Janeth venceu a WNBA quatro vezes, de 1997 a 2000, foi All Star da liga em 2001, medalha de prata na Olimpíada de Atlanta (1996) e bronze em Sidney (2000).

Damiris também lembra de Erika de Souza, hoje no Royal Castors Braine, da Bélgica, campeã da WNBA em 2002 e três vezes selecionada para o All Star.

“Essa representatividade [que tenho hoje] talvez fosse a representatividade que eu buscava quando comecei a jogar”, disse.
Ela já passou por mais de 10 times na carreira. No Brasil, defendeu, entre outras equipes, Americana, Ourinhos e Jundiaí. Também passou pelo Celta de Vigo, da Espanha, e pelo Busan, da Coreia do Sul.
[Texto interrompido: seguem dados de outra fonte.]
//! # `ConvUnit` - [pool]/conv/norm/[activation] block.
//!
//! A [`ConvUnit`] module is:
//! * an optional 2x2 / stride 2 ceiling-mode [`AvgPool2dCeil`] pre-downsample,
//! * a bias-free [`Conv2d`] layer with ``(kernel_size - 1) / 2`` padding,
//! * a [`BatchNorm`] layer,
//! * an optional [`Relu`] activation.
//!
//! [`ConvUnitMeta`] defines a common meta API for [`ConvUnit`]
//! and [`ConvUnitConfig`].

use crate::compat::conv_shape::{expect_conv1d_output_size, maybe_conv1d_output_size, same_padding};
use crate::layers::pool::{AvgPool2dCeil, AvgPool2dCeilConfig};
use crate::utility::params::{
    ParamDescriptor, ParamInventory, RecordShapes, describe_param, join_path, param_shape,
};
use bimm_contracts::{assert_shape_contract_periodically, unpack_shape_contract};
use burn::config::Config;
use burn::module::{Ignored, Module};
use burn::nn::conv::{Conv2d, Conv2dConfig};
use burn::nn::{BatchNorm, BatchNormConfig, PaddingConfig2d, Relu};
use burn::prelude::{Backend, Tensor};

/// [`ConvUnit`] Meta.
pub trait ConvUnitMeta {
    /// Number of input channels.
    fn in_channels(&self) -> usize;

    /// Number of output channels.
    fn out_channels(&self) -> usize;

    /// Square kernel size.
    fn kernel_size(&self) -> usize;

    /// Convolution stride.
    fn stride(&self) -> usize;

    /// Number of groups.
    fn groups(&self) -> usize;

    /// Is the input average-pooled before the convolution?
    fn pre_downsample(&self) -> bool;

    /// Is the output rectified?
    fn has_activation(&self) -> bool;

    /// Learning-rate multiplier for the unit's parameters.
    fn lr_multiplier(&self) -> f64;

    /// Convolution padding.
    ///
    /// ``padding = (kernel_size - 1) / 2``
    fn padding(&self) -> usize {
        same_padding(self.kernel_size())
    }

    /// Get the output resolution for a given input resolution.
    ///
    /// # Arguments
    ///
    /// - `input_resolution`: ``[in_height, in_width]``.
    ///
    /// # Returns
    ///
    /// ``[out_height, out_width]``
    fn output_resolution(
        &self,
        input_resolution: [usize; 2],
    ) -> [usize; 2] {
        let resolution = if self.pre_downsample() {
            AvgPool2dCeilConfig::new().output_resolution(input_resolution)
        } else {
            input_resolution
        };
        resolution.map(|size| {
            expect_conv1d_output_size(size, self.kernel_size(), self.stride(), self.padding(), 1)
        })
    }

    /// Get the output resolution for a given input resolution.
    ///
    /// # Returns
    ///
    /// ``Some([out_height, out_width])``; or ``None`` if there is no legal
    /// output size.
    fn maybe_output_resolution(
        &self,
        input_resolution: [usize; 2],
    ) -> Option<[usize; 2]> {
        if input_resolution.contains(&0) {
            return None;
        }
        let [height, width] = if self.pre_downsample() {
            AvgPool2dCeilConfig::new().output_resolution(input_resolution)
        } else {
            input_resolution
        };
        let conv = |size| {
            maybe_conv1d_output_size(size, self.kernel_size(), self.stride(), self.padding(), 1)
        };
        Some([conv(height)?, conv(width)?])
    }
}

/// [`ConvUnit`] Config.
///
/// Implements [`ConvUnitMeta`].
#[derive(Config, Debug)]
pub struct ConvUnitConfig {
    /// Number of input channels.
    pub in_channels: usize,

    /// Number of output channels.
    pub out_channels: usize,

    /// Square kernel size.
    pub kernel_size: usize,

    /// Convolution stride.
    #[config(default = 1)]
    pub stride: usize,

    /// Number of groups.
    #[config(default = 1)]
    pub groups: usize,

    /// Average-pool the input before the convolution.
    #[config(default = "false")]
    pub pre_downsample: bool,

    /// Apply a ReLU after normalization.
    #[config(default = "true")]
    pub act: bool,

    /// Learning-rate multiplier for the unit's parameters.
    #[config(default = "1.0")]
    pub lr_multiplier: f64,
}

impl ConvUnitMeta for ConvUnitConfig {
    fn in_channels(&self) -> usize {
        self.in_channels
    }

    fn out_channels(&self) -> usize {
        self.out_channels
    }

    fn kernel_size(&self) -> usize {
        self.kernel_size
    }

    fn stride(&self) -> usize {
        self.stride
    }

    fn groups(&self) -> usize {
        self.groups
    }

    fn pre_downsample(&self) -> bool {
        self.pre_downsample
    }

    fn has_activation(&self) -> bool {
        self.act
    }

    fn lr_multiplier(&self) -> f64 {
        self.lr_multiplier
    }
}

impl ConvUnitConfig {
    /// Initialize a [`ConvUnit`].
    pub fn init<B: Backend>(
        &self,
        device: &B::Device,
    ) -> ConvUnit<B> {
        let padding = self.padding();
        ConvUnit {
            pool: self
                .pre_downsample
                .then(|| AvgPool2dCeilConfig::new().init()),
            conv: Conv2dConfig::new(
                [self.in_channels, self.out_channels],
                [self.kernel_size, self.kernel_size],
            )
            .with_stride([self.stride, self.stride])
            .with_padding(PaddingConfig2d::Explicit(padding, padding))
            .with_groups(self.groups)
            .with_bias(false)
            .init(device),
            norm: BatchNormConfig::new(self.out_channels).init(device),
            act: self.act.then(Relu::new),
            lr_multiplier: Ignored(self.lr_multiplier),
        }
    }
}

/// Sequenced [pool]/conv/norm/[activation] block.
///
/// Implements [`ConvUnitMeta`].
#[derive(Module, Debug)]
pub struct ConvUnit<B: Backend> {
    /// Optional pre-downsample pooling.
    pub pool: Option<AvgPool2dCeil>,

    /// Internal Conv2d layer.
    pub conv: Conv2d<B>,

    /// Internal Norm layer.
    pub norm: BatchNorm<B, 2>,

    /// Optional activation layer.
    pub act: Option<Relu>,

    /// Learning-rate multiplier for the unit's parameters.
    pub lr_multiplier: Ignored<f64>,
}

impl<B: Backend> ConvUnitMeta for ConvUnit<B> {
    fn in_channels(&self) -> usize {
        self.conv.weight.shape().dims[1] * self.groups()
    }

    fn out_channels(&self) -> usize {
        self.conv.weight.shape().dims[0]
    }

    fn kernel_size(&self) -> usize {
        self.conv.kernel_size[0]
    }

    fn stride(&self) -> usize {
        self.conv.stride[0]
    }

    fn groups(&self) -> usize {
        self.conv.groups
    }

    fn pre_downsample(&self) -> bool {
        self.pool.is_some()
    }

    fn has_activation(&self) -> bool {
        self.act.is_some()
    }

    fn lr_multiplier(&self) -> f64 {
        self.lr_multiplier.0
    }
}

impl<B: Backend> ConvUnit<B> {
    /// Forward Pass.
    ///
    /// # Arguments
    ///
    /// - `input`: ``[batch, in_channels, in_height, in_width]``.
    ///
    /// # Returns
    ///
    /// ``[batch, out_channels, out_height, out_width]``;
    /// see [`ConvUnitMeta::output_resolution`].
    pub fn forward(
        &self,
        input: Tensor<B, 4>,
    ) -> Tensor<B, 4> {
        let [batch, in_height, in_width] = unpack_shape_contract!(
            ["batch", "in_channels", "in_height", "in_width"],
            &input,
            &["batch", "in_height", "in_width"],
            &[("in_channels", self.in_channels())]
        );
        let [out_height, out_width] = self.output_resolution([in_height, in_width]);

        let x = match &self.pool {
            Some(pool) => pool.forward(input),
            None => input,
        };
        let x = self.conv.forward(x);
        let x = self.norm.forward(x);
        let x = match &self.act {
            Some(act) => act.forward(x),
            None => x,
        };

        assert_shape_contract_periodically!(
            ["batch", "out_channels", "out_height", "out_width"],
            &x,
            &[
                ("batch", batch),
                ("out_channels", self.out_channels()),
                ("out_height", out_height),
                ("out_width", out_width)
            ]
        );

        x
    }
}

impl<B: Backend> ParamInventory for ConvUnit<B> {
    fn collect_params(
        &self,
        prefix: &str,
        params: &mut Vec<ParamDescriptor>,
    ) {
        let lr = self.lr_multiplier();
        params.push(describe_param(
            join_path(prefix, "conv.weight"),
            &self.conv.weight,
            lr,
        ));
        params.push(describe_param(
            join_path(prefix, "norm.gamma"),
            &self.norm.gamma,
            lr,
        ));
        params.push(describe_param(
            join_path(prefix, "norm.beta"),
            &self.norm.beta,
            lr,
        ));
    }
}

impl<B: Backend> RecordShapes for ConvUnitRecord<B> {
    fn collect_shapes(
        &self,
        prefix: &str,
        shapes: &mut Vec<(String, Vec<usize>)>,
    ) {
        shapes.push((
            join_path(prefix, "conv.weight"),
            param_shape(&self.conv.weight),
        ));
        shapes.push((
            join_path(prefix, "norm.gamma"),
            param_shape(&self.norm.gamma),
        ));
        shapes.push((
            join_path(prefix, "norm.beta"),
            param_shape(&self.norm.beta),
        ));
        shapes.push((
            join_path(prefix, "norm.running_mean"),
            param_shape(&self.norm.running_mean),
        ));
        shapes.push((
            join_path(prefix, "norm.running_var"),
            param_shape(&self.norm.running_var),
        ));
    }
}
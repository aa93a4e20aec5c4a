use strum_macros::{Display, EnumString};

/// How command results are printed.
#[derive(Debug, Clone, Copy, PartialEq, Eq, Default, EnumString, Display)]
#[strum(serialize_all = "lowercase")]
pub enum OutputMode {
    /// Formatted tables for a terminal.
    #[default]
    Table,
    /// Structured JSON for scripts.
    Json,
}

impl OutputMode {
    pub fn is_machine_readable(self) -> bool {
        self == OutputMode::Json
    }
}
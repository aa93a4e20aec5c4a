use crate::command::common_flags::CommonFlags;
use crate::render::{print_json, print_table};
use rollout_core::app::AppRef;
use rollout_core::deployment::metrics::display_time;
use rollout_core::deployment::report::{DeploymentRow, ShowOutcome, ShowRequest, show_deployment};

#[derive(clap::Args, Debug)]
pub struct ShowArgs {
    /// App in the form owner/appname
    #[arg(short, long)]
    app: AppRef,
    /// Name of the deployment to show
    #[arg(short = 'd', long = "deploymentName")]
    deployment_name: String,
    /// Print only the deployment key
    #[arg(short = 'k', long = "displayKey")]
    display_key: bool,
}

impl ShowArgs {
    pub async fn execute(&self, flags: &CommonFlags) -> eyre::Result<()> {
        let client = flags.api_client()?;
        let request = ShowRequest {
            app: &self.app,
            deployment_name: &self.deployment_name,
            display_key: self.display_key,
            mode: flags.output,
        };
        match show_deployment(&client, request, display_time).await? {
            ShowOutcome::Key(key) if flags.output.is_machine_readable() => print_json(&key)?,
            ShowOutcome::Key(key) => println!("{key}"),
            ShowOutcome::Row(row) => print_table(&DeploymentRow::titles(false), [row.cells(false)]),
            ShowOutcome::Structured(deployment) => print_json(&deployment)?,
        }
        Ok(())
    }
}
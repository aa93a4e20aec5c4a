//! Identifies an app on the deployment service by its owner and name.
use crate::error::RolloutError;
use derive_getters::Getters;
use serde::{Deserialize, Deserializer, Serialize, Serializer};
use std::fmt::{Display, Formatter};
use std::str::FromStr;

#[derive(Debug, Clone, Getters, Eq, PartialEq, Hash)]
pub struct AppRef {
    /// User or organization name that owns the app.
    owner: String,
    /// App name, unique within its owner.
    name: String,
}

impl AppRef {
    pub fn new(owner: impl Into<String>, name: impl Into<String>) -> Result<Self, RolloutError> {
        let owner = owner.into();
        let name = name.into();
        if owner.is_empty() || name.is_empty() {
            return RolloutError::MalformedAppRef.into();
        }
        if owner.contains(char::is_whitespace) || name.contains(char::is_whitespace) {
            return RolloutError::InvalidAppRefCharacters.into();
        }
        Ok(Self { owner, name })
    }
}

impl Display for AppRef {
    fn fmt(&self, f: &mut Formatter<'_>) -> std::fmt::Result {
        write!(f, "{}/{}", self.owner, self.name)
    }
}

impl FromStr for AppRef {
    type Err = RolloutError;

    fn from_str(str: &str) -> Result<Self, Self::Err> {
        let Some((owner, name)) = str.trim().split_once('/') else {
            return RolloutError::MalformedAppRef.into();
        };
        if name.contains('/') {
            return RolloutError::MalformedAppRef.into();
        }
        Self::new(owner, name)
    }
}

impl<'de> Deserialize<'de> for AppRef {
    fn deserialize<D>(deserializer: D) -> Result<Self, D::Error>
    where
        D: Deserializer<'de>,
    {
        let s = String::deserialize(deserializer)?;
        AppRef::from_str(&s)
            .map_err(|_| serde::de::Error::custom(format!("invalid app value: {s}")))
    }
}

impl Serialize for AppRef {
    fn serialize<S>(&self, serializer: S) -> Result<S::Ok, S::Error>
    where
        S: Serializer,
    {
        serializer.serialize_str(&self.to_string())
    }
}
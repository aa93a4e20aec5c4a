use once_cell::sync::Lazy;
use std::env;
use std::path::PathBuf;

pub const API_URL: &str = "https://api.rollout.dev";

/// Overrides the per-user base directory.
pub const HOME_ENV_VAR: &str = "ROLLOUT_HOME";

pub static BASE_DIR: Lazy<PathBuf> = Lazy::new(|| {
    if let Some(home) = env::var_os(HOME_ENV_VAR) {
        return PathBuf::from(home);
    }
    dirs::home_dir()
        .unwrap_or_else(|| PathBuf::from("."))
        .join(".rollout")
});

pub static CONFIG_DIR: Lazy<PathBuf> = Lazy::new(|| BASE_DIR.join("config"));
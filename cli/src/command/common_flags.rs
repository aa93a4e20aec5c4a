use crate::api::ApiClient;
use crate::auth::Auth;
use crate::config::API_URL;
use rollout_core::error::CommandError;
use rollout_core::output::OutputMode;

/// Flags accepted by every subcommand.
#[derive(clap::Args, Debug, Clone)]
pub struct CommonFlags {
    /// API endpoint
    #[arg(short = 'e', long, global = true, env = "ROLLOUT_API_URL", default_value = API_URL)]
    pub endpoint: String,
    /// API token, defaults to the one stored by `rollout auth login`
    #[arg(long, global = true, env = "ROLLOUT_API_TOKEN", hide_env_values = true)]
    pub token: Option<String>,
    /// Output format: table or json
    #[arg(short = 'o', long, global = true, default_value_t = OutputMode::Table)]
    pub output: OutputMode,
}

impl CommonFlags {
    /// The token given on the command line, or else the one in `auth`.
    pub fn token(&self, auth: &Auth) -> Option<String> {
        self.token
            .as_deref()
            .map(str::trim)
            .filter(|token| !token.is_empty())
            .map(str::to_owned)
            .or_else(|| auth.read_stored_token())
    }

    pub fn api_client(&self) -> eyre::Result<ApiClient> {
        self.api_client_with(&Auth::default())
    }

    fn api_client_with(&self, auth: &Auth) -> eyre::Result<ApiClient> {
        let Some(token) = self.token(auth) else {
            return Err(CommandError::not_logged_in(
                "you are not logged in. Run `rollout auth login <token>` first.",
            )
            .into());
        };
        ApiClient::new(&self.endpoint, &token)
    }
}

#[cfg(test)]
mod test {
    use super::*;
    use rollout_core::error::ErrorCode;

    fn flags(token: Option<&str>) -> CommonFlags {
        CommonFlags {
            endpoint: "http://localhost:3003".to_owned(),
            token: token.map(str::to_owned),
            output: OutputMode::Table,
        }
    }

    #[test]
    fn test_api_client_without_token() {
        let dir = tempfile::tempdir().unwrap();
        let auth = Auth::in_dir(dir.path());
        for flags in [flags(None), flags(Some("  "))] {
            let e = flags.api_client_with(&auth).err().unwrap();
            let e = e.downcast_ref::<CommandError>().unwrap();
            assert_eq!(e.code, ErrorCode::NotLoggedIn);
        }
    }

    #[test]
    fn test_token_prefers_flag_over_stored() {
        let dir = tempfile::tempdir().unwrap();
        let auth = Auth::in_dir(dir.path());
        auth.store_token("stored-token").unwrap();
        assert_eq!(flags(None).token(&auth).as_deref(), Some("stored-token"));
        let flag_token = flags(Some(" flag-token ")).token(&auth);
        assert_eq!(flag_token.as_deref(), Some("flag-token"));
        assert!(flags(None).api_client_with(&auth).is_ok());
    }
}
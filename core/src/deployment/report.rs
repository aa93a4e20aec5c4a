//! Command logic behind `deployment show` and `deployment list`: fetch the
//! app's deployments, resolve their latest release metrics and shape the
//! result for either a table or machine-readable output.
use crate::api::DeploymentApi;
use crate::app::AppRef;
use crate::concurrency::map_bounded;
use crate::deployment::metrics::{
    attach_metrics, find_release_metric, install_metrics_summary, release_metadata, total_active,
};
use crate::deployment::{Deployment, ReleaseMetric};
use crate::error::{ApiError, CommandError};
use crate::output::OutputMode;
use chrono::{DateTime, Utc};
use log::debug;
use std::num::NonZeroUsize;

/// Upper bound of concurrent metric requests.
pub const METRICS_CONCURRENCY: NonZeroUsize = NonZeroUsize::new(30).unwrap();

pub const NAME_TITLE: &str = "Name";
pub const KEY_TITLE: &str = "Key";
pub const UPDATE_METADATA_TITLE: &str = "Update Metadata";
pub const INSTALL_METRICS_TITLE: &str = "Install Metrics";

#[derive(Debug, Clone, PartialEq, Eq)]
pub struct DeploymentRow {
    pub name: String,
    pub key: String,
    /// Empty when the deployment has no release yet.
    pub update_metadata: String,
    pub install_metrics: String,
}

impl DeploymentRow {
    pub fn new(
        deployment: &Deployment,
        metrics: &[ReleaseMetric],
        format_time: impl Fn(&DateTime<Utc>) -> String,
    ) -> Self {
        let (update_metadata, install_metrics) = match &deployment.latest_release {
            Some(release) => (
                release_metadata(release, format_time),
                install_metrics_summary(
                    find_release_metric(metrics, &release.label),
                    total_active(metrics),
                ),
            ),
            None => (String::new(), String::new()),
        };
        Self {
            name: deployment.name.clone(),
            key: deployment.key.clone(),
            update_metadata,
            install_metrics,
        }
    }

    pub fn titles(with_key: bool) -> Vec<&'static str> {
        match with_key {
            true => vec![
                NAME_TITLE,
                KEY_TITLE,
                UPDATE_METADATA_TITLE,
                INSTALL_METRICS_TITLE,
            ],
            false => vec![NAME_TITLE, UPDATE_METADATA_TITLE, INSTALL_METRICS_TITLE],
        }
    }

    pub fn cells(&self, with_key: bool) -> Vec<String> {
        let mut cells = vec![self.name.clone()];
        if with_key {
            cells.push(self.key.clone());
        }
        cells.push(self.update_metadata.clone());
        cells.push(self.install_metrics.clone());
        cells
    }
}

#[derive(Debug, Clone, PartialEq, Eq)]
pub enum ShowOutcome {
    /// Only the deployment key was requested.
    Key(String),
    Row(DeploymentRow),
    /// The deployment with its latest release metrics attached.
    Structured(Deployment),
}

#[derive(Debug, Clone, PartialEq, Eq)]
pub enum ListOutcome {
    Rows(Vec<DeploymentRow>),
    Structured(Vec<Deployment>),
}

#[derive(Debug, Clone, Copy)]
pub struct ShowRequest<'a> {
    pub app: &'a AppRef,
    pub deployment_name: &'a str,
    pub display_key: bool,
    pub mode: OutputMode,
}

/// Fetches the release metrics of every deployment that has a latest
/// release, at most `METRICS_CONCURRENCY` requests at a time.
pub async fn fetch_release_metrics(
    api: &dyn DeploymentApi,
    app: &AppRef,
    deployments: Vec<Deployment>,
) -> Result<Vec<(Deployment, Vec<ReleaseMetric>)>, ApiError> {
    map_bounded(deployments, METRICS_CONCURRENCY, |deployment| async move {
        if deployment.latest_release.is_none() {
            return Ok((deployment, Vec::new()));
        }
        debug!("fetching metrics of deployment {}", deployment.name);
        let metrics = api.release_metrics(app, &deployment.name).await?;
        Ok::<_, ApiError>((deployment, metrics))
    })
    .await
}

pub async fn show_deployment(
    api: &dyn DeploymentApi,
    request: ShowRequest<'_>,
    format_time: impl Fn(&DateTime<Utc>) -> String,
) -> Result<ShowOutcome, CommandError> {
    let ShowRequest {
        app,
        deployment_name,
        display_key,
        mode,
    } = request;
    if deployment_name.is_empty() {
        return Err(CommandError::exception(
            "A deployment name is required (--deploymentName)",
        ));
    }
    let deployments = api
        .list_deployments(app)
        .await
        .map_err(|e| CommandError::from_deployment_fetch(app, &e))?;
    let Some(deployment) = deployments
        .into_iter()
        .find(|deployment| deployment.name == deployment_name)
    else {
        return Err(CommandError::exception(format!(
            "The deployment {deployment_name} does not exist for app {app}.\n\
             Run the command `rollout deployment list --app {app}` to see its deployments."
        )));
    };
    if display_key {
        return Ok(ShowOutcome::Key(deployment.key));
    }
    let resolved = fetch_release_metrics(api, app, vec![deployment])
        .await
        .map_err(|e| CommandError::from_deployment_fetch(app, &e))?;
    let Some((mut deployment, metrics)) = resolved.into_iter().next() else {
        return Err(CommandError::exception("Failed to fetch deployments"));
    };
    let outcome = match mode {
        OutputMode::Json => {
            attach_metrics(&mut deployment, &metrics);
            ShowOutcome::Structured(deployment)
        }
        OutputMode::Table => {
            ShowOutcome::Row(DeploymentRow::new(&deployment, &metrics, format_time))
        }
    };
    Ok(outcome)
}

pub async fn list_deployments(
    api: &dyn DeploymentApi,
    app: &AppRef,
    mode: OutputMode,
    format_time: impl Fn(&DateTime<Utc>) -> String,
) -> Result<ListOutcome, CommandError> {
    let deployments = api
        .list_deployments(app)
        .await
        .map_err(|e| CommandError::from_deployment_fetch(app, &e))?;
    debug!("app {app} has {} deployments", deployments.len());
    let resolved = fetch_release_metrics(api, app, deployments)
        .await
        .map_err(|e| CommandError::from_deployment_fetch(app, &e))?;
    let outcome = match mode {
        OutputMode::Json => ListOutcome::Structured(
            resolved
                .into_iter()
                .map(|(mut deployment, metrics)| {
                    attach_metrics(&mut deployment, &metrics);
                    deployment
                })
                .collect(),
        ),
        OutputMode::Table => ListOutcome::Rows(
            resolved
                .iter()
                .map(|(deployment, metrics)| {
                    DeploymentRow::new(deployment, metrics, &format_time)
                })
                .collect(),
        ),
    };
    Ok(outcome)
}
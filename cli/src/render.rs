use comfy_table::presets::UTF8_FULL;
use comfy_table::{Cell, Color, ContentArrangement, Table};
use eyre::Context;
use serde::Serialize;

pub fn table(titles: &[&str], rows: impl IntoIterator<Item = Vec<String>>) -> Table {
    let mut table = Table::new();
    table
        .load_preset(UTF8_FULL)
        .set_content_arrangement(ContentArrangement::Dynamic)
        .set_header(titles.iter().map(|title| Cell::new(title).fg(Color::Cyan)));
    for row in rows {
        table.add_row(row);
    }
    table
}

pub fn print_table(titles: &[&str], rows: impl IntoIterator<Item = Vec<String>>) {
    println!("{}", table(titles, rows));
}

pub fn print_json<T: Serialize + ?Sized>(value: &T) -> eyre::Result<()> {
    let json = serde_json::to_string_pretty(value).wrap_err("failed to encode output")?;
    println!("{json}");
    Ok(())
}
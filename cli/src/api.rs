use async_trait::async_trait;
use eyre::Context;
use log::debug;
use reqwest::Url;
use reqwest::header::ACCEPT;
use rollout_core::api::DeploymentApi;
use rollout_core::app::AppRef;
use rollout_core::deployment::{Deployment, ReleaseMetric};
use rollout_core::error::ApiError;
use serde::de::DeserializeOwned;
use serde::{Deserialize, Serialize};

const API_VERSION: &str = "v0.1";
const TOKEN_HEADER: &str = "X-API-Token";
const USER_AGENT: &str = concat!("rollout/", env!("CARGO_PKG_VERSION"));

/// An app visible to the current user.
#[derive(Debug, Serialize, Deserialize)]
pub struct App {
    pub name: String,
    #[serde(default)]
    pub display_name: Option<String>,
    pub owner: AppOwner,
}

#[derive(Debug, Serialize, Deserialize)]
pub struct AppOwner {
    pub name: String,
}

/// The user an API token belongs to.
#[derive(Debug, Serialize, Deserialize)]
pub struct User {
    pub name: String,
    #[serde(default)]
    pub display_name: Option<String>,
}

/// Client for the deployment-management REST API.
pub struct ApiClient {
    client: reqwest::Client,
    endpoint: Url,
    token: String,
}

impl ApiClient {
    pub fn new(endpoint: &str, token: &str) -> eyre::Result<Self> {
        let endpoint =
            Url::parse(endpoint).wrap_err_with(|| format!("invalid API endpoint: {endpoint}"))?;
        if endpoint.cannot_be_a_base() {
            eyre::bail!("invalid API endpoint: {endpoint}");
        }
        let client = reqwest::Client::builder()
            .user_agent(USER_AGENT)
            .build()
            .wrap_err("failed to build HTTP client")?;
        Ok(Self {
            client,
            endpoint,
            token: token.trim().to_owned(),
        })
    }

    pub async fn list_apps(&self) -> Result<Vec<App>, ApiError> {
        self.get(&["apps"]).await
    }

    pub async fn current_user(&self) -> Result<User, ApiError> {
        self.get(&["user"]).await
    }

    /// Builds `{endpoint}/v0.1/{segments...}`, percent-encoding each segment.
    fn url(&self, segments: &[&str]) -> Url {
        let mut url = self.endpoint.clone();
        if let Ok(mut path) = url.path_segments_mut() {
            path.pop_if_empty().push(API_VERSION).extend(segments);
        }
        url
    }

    async fn get<T: DeserializeOwned>(&self, segments: &[&str]) -> Result<T, ApiError> {
        let url = self.url(segments);
        debug!("GET {url}");
        let response = self
            .client
            .get(url)
            .header(TOKEN_HEADER, &self.token)
            .header(ACCEPT, "application/json")
            .send()
            .await
            .map_err(|e| ApiError::Transport(e.to_string()))?;
        let status = response.status();
        if !status.is_success() {
            let message = response
                .text()
                .await
                .unwrap_or_else(|_| "unknown error".to_string());
            return Err(ApiError::Status {
                status: status.as_u16(),
                message,
            });
        }
        response
            .json()
            .await
            .map_err(|e| ApiError::Decode(e.to_string()))
    }
}

#[async_trait]
impl DeploymentApi for ApiClient {
    async fn list_deployments(&self, app: &AppRef) -> Result<Vec<Deployment>, ApiError> {
        self.get(&[
            "apps",
            app.owner().as_str(),
            app.name().as_str(),
            "deployments",
        ])
        .await
    }

    async fn release_metrics(
        &self,
        app: &AppRef,
        deployment_name: &str,
    ) -> Result<Vec<ReleaseMetric>, ApiError> {
        self.get(&[
            "apps",
            app.owner().as_str(),
            app.name().as_str(),
            "deployments",
            deployment_name,
            "metrics",
        ])
        .await
    }
}
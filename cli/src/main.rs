use crate::command::Cli;
use clap::Parser;
use rollout_core::error::{CommandError, ErrorCode};
use tracing_subscriber::EnvFilter;

mod api;
mod auth;
mod command;
mod config;
mod render;

#[tokio::main]
async fn main() {
    dotenv::dotenv().ok();
    let filter = EnvFilter::try_from_default_env().unwrap_or_else(|_| EnvFilter::new("warn"));
    tracing_subscriber::fmt()
        .with_env_filter(filter)
        .with_writer(std::io::stderr)
        .init();
    let cli = Cli::parse();
    if let Err(e) = cli.run().await {
        let code = e
            .downcast_ref::<CommandError>()
            .map(|e| e.code)
            .unwrap_or(ErrorCode::Exception);
        eprintln!("error: {e:#}");
        std::process::exit(code.exit_code());
    }
}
Depois de tanto viajar o mundo, participar de ligas diferentes e atuar com diversas camisas, a brasileira não esquece de onde veio e por que não só joga, mas se posiciona.

“Está em mim a minha origem. Onde eu comecei, na escola, tenho muitos amigos que hoje seguiram a vida fazendo outras coisas e me acompanham. Das meninas da escolinha da ‘Tia Jane’ que tenho contato até hoje, só eu continuei a jogar. Nunca esqueço o que sou, a mulher forte que me tornei, graças à minha família”, afirmou.